◆ Entries supplied
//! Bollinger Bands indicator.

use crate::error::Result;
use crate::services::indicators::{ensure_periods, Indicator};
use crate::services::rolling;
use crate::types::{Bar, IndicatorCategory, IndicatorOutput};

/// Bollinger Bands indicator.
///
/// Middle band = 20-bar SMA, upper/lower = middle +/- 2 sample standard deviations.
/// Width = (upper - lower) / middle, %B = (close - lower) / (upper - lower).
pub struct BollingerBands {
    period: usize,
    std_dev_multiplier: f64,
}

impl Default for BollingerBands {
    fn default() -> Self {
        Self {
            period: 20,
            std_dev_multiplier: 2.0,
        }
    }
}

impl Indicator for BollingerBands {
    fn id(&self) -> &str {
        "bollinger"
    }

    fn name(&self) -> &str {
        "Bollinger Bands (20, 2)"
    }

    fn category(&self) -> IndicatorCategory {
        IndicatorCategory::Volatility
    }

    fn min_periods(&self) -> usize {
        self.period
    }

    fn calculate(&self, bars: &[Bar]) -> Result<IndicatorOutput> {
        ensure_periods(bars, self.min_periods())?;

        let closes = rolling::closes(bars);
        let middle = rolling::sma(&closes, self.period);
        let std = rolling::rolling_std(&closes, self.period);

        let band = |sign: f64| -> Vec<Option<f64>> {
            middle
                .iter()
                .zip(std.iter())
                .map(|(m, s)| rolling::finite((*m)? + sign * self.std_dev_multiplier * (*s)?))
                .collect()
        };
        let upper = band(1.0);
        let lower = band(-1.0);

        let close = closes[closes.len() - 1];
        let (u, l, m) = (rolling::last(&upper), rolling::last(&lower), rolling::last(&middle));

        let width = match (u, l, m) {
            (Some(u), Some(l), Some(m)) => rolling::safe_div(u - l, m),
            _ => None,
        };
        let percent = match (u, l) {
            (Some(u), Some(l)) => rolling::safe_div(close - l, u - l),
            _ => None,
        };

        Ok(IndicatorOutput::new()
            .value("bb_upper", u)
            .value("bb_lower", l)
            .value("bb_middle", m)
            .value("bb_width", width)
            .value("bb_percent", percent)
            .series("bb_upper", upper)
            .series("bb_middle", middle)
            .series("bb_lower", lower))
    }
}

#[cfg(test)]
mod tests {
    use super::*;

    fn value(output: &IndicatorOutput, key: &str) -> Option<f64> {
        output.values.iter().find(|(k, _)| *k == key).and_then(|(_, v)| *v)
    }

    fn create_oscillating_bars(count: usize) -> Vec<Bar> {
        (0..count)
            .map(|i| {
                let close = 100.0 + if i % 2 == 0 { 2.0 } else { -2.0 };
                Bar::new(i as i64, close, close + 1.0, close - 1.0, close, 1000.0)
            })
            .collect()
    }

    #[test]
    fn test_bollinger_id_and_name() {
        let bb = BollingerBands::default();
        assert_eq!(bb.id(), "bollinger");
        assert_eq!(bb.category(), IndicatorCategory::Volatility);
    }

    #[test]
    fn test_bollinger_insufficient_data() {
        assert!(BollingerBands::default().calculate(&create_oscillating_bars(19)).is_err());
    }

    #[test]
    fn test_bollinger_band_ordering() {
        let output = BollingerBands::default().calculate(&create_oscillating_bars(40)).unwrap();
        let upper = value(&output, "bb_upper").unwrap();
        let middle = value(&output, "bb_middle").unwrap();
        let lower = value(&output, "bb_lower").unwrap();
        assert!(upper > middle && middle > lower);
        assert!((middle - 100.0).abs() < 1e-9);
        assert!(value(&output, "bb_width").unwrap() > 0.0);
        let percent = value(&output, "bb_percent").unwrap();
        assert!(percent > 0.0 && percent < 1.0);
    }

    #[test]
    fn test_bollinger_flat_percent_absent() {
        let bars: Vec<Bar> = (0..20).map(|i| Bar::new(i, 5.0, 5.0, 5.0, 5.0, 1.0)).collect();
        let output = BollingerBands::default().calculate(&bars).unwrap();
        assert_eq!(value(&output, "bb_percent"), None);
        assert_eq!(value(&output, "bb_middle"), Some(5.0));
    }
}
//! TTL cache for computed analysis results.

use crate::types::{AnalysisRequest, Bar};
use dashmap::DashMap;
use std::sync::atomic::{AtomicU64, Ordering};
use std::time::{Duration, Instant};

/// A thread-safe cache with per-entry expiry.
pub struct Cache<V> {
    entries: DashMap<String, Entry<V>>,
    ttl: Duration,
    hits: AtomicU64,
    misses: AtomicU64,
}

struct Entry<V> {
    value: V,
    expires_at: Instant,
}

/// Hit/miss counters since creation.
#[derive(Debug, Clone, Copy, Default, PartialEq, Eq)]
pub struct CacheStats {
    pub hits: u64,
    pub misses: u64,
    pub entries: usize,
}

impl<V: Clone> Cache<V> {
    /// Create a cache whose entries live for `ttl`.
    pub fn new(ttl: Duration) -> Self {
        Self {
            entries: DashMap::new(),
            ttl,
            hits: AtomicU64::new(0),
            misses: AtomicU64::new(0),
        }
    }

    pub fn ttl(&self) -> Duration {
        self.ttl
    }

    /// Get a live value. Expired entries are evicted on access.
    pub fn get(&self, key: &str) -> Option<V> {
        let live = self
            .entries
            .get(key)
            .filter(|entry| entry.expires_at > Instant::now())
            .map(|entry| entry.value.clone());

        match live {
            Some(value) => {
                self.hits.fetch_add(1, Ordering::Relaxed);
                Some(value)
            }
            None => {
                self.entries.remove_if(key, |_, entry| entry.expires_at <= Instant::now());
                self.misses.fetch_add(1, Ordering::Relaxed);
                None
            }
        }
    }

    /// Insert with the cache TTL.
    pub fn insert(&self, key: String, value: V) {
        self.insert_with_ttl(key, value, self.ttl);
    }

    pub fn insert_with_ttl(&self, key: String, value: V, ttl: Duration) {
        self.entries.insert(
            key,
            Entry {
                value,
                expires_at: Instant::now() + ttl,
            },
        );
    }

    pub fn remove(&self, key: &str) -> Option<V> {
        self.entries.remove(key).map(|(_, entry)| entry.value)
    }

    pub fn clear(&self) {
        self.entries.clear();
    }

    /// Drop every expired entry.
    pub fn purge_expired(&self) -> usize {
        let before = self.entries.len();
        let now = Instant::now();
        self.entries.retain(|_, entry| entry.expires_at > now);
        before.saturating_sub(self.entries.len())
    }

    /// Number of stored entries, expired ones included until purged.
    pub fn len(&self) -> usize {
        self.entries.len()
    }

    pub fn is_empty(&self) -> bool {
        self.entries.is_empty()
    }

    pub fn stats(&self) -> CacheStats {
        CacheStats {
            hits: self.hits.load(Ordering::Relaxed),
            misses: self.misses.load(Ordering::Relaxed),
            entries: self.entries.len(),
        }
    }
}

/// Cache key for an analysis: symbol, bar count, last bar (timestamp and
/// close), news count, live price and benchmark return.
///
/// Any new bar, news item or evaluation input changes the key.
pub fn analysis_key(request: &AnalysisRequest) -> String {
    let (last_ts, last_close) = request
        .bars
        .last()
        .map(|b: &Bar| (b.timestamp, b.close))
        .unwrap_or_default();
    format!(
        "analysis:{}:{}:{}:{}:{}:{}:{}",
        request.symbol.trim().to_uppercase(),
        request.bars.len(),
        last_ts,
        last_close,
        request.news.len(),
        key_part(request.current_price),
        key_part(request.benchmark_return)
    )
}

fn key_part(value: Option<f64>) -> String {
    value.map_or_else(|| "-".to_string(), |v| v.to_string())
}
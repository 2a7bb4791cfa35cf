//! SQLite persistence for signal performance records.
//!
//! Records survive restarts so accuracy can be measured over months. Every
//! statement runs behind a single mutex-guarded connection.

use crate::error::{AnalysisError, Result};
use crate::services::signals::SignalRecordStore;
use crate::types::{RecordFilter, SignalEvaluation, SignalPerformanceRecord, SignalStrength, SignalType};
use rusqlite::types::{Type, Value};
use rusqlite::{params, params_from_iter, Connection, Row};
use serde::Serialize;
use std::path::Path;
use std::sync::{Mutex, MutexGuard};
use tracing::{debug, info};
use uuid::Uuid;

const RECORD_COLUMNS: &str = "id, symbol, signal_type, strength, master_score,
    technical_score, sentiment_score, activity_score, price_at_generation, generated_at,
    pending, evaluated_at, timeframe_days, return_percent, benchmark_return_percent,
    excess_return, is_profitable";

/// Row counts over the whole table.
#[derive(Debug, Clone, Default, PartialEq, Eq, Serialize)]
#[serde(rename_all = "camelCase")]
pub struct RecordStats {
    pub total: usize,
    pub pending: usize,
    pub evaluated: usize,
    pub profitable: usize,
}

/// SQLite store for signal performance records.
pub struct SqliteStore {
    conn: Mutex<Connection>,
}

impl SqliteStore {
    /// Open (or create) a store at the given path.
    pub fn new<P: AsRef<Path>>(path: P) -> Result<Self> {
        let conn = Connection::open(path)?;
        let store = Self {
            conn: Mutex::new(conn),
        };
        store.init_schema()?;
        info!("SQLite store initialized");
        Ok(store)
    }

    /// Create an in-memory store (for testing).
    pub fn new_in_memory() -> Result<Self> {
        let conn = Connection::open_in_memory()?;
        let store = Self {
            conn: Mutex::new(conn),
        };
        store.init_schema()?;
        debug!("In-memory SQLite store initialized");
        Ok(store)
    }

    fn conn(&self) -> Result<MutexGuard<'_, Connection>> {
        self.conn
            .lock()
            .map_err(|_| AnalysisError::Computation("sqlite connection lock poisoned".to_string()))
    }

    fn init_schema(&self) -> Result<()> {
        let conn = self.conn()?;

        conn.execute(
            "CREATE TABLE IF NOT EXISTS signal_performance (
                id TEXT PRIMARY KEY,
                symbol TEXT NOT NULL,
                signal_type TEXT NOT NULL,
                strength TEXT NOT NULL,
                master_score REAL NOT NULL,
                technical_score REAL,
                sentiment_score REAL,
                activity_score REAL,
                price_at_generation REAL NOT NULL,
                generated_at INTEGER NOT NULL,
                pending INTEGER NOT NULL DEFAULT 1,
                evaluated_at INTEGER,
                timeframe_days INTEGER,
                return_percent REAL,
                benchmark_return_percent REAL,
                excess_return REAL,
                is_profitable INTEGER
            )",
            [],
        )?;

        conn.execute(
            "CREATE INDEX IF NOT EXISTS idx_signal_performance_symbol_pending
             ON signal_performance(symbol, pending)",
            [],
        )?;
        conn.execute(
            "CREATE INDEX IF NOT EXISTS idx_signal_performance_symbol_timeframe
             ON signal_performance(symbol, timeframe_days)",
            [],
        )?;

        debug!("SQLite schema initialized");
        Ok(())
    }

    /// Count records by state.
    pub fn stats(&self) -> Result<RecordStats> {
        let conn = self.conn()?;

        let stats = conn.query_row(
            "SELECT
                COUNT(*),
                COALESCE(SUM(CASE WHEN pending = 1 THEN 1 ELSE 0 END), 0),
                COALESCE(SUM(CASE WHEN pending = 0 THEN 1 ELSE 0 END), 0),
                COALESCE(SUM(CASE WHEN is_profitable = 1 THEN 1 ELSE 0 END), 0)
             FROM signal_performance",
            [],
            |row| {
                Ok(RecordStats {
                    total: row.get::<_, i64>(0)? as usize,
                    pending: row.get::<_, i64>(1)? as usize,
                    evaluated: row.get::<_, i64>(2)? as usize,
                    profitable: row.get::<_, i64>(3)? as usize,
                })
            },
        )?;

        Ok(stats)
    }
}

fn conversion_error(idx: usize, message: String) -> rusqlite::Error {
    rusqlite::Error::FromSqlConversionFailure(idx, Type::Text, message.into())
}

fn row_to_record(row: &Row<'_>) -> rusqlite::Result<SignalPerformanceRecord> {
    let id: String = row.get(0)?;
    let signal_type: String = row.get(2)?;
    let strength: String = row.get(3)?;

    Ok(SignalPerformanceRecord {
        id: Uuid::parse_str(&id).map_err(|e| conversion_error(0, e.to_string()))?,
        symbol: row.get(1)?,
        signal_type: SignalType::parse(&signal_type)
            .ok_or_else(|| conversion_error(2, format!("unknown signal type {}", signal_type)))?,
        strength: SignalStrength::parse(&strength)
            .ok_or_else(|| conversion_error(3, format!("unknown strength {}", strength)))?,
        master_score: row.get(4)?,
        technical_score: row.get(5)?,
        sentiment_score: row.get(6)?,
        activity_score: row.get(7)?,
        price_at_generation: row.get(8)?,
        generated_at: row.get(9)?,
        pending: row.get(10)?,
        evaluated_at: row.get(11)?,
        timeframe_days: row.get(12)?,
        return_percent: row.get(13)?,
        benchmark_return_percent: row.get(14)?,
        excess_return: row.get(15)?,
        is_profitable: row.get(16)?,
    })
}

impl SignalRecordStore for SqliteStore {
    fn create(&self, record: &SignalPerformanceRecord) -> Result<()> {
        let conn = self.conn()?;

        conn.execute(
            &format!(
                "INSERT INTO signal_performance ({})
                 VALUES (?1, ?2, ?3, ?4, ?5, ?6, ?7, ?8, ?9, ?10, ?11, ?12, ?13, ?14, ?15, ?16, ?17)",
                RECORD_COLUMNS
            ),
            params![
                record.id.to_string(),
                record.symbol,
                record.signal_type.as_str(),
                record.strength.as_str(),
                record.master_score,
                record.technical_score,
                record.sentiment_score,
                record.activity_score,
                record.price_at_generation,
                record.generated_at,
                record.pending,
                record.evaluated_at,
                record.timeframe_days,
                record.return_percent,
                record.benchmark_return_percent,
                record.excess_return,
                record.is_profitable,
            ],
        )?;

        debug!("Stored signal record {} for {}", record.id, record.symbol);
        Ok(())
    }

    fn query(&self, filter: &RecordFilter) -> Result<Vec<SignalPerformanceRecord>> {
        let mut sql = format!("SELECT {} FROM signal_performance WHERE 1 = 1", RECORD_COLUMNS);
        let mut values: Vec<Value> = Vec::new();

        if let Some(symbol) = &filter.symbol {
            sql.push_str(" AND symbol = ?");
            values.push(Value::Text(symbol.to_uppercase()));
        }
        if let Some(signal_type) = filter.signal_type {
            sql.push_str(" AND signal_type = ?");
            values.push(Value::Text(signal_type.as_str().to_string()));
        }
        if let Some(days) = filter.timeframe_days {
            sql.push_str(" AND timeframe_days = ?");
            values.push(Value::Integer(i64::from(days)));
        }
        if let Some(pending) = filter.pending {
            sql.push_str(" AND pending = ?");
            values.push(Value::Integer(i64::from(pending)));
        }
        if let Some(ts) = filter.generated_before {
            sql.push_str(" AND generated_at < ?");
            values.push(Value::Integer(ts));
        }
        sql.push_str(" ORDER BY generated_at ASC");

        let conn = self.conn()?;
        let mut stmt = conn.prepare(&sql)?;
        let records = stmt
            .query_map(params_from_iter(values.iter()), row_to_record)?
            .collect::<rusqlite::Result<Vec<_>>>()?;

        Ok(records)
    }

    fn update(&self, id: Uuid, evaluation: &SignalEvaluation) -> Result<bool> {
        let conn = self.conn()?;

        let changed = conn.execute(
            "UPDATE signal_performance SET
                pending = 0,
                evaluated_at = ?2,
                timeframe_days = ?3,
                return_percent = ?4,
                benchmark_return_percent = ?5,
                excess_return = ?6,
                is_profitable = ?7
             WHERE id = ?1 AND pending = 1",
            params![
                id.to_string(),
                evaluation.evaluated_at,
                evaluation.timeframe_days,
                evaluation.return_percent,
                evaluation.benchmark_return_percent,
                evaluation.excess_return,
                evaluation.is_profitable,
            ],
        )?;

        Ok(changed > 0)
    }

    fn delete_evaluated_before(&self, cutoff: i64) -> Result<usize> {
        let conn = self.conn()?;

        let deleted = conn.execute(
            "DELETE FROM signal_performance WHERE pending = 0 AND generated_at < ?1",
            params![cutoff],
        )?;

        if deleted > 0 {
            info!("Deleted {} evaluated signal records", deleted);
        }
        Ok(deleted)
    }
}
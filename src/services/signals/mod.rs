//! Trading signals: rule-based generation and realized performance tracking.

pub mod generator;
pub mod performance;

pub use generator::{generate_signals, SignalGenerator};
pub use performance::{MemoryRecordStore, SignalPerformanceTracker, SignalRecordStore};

◆ Assignment
The job is to copy each line from the material above that holds the word "PartialEq".

◆ Response box
#[derive(Debug, Clone, Copy, Default, PartialEq, Eq)]
#[derive(Debug, Clone, Default, PartialEq, Eq, Serialize)]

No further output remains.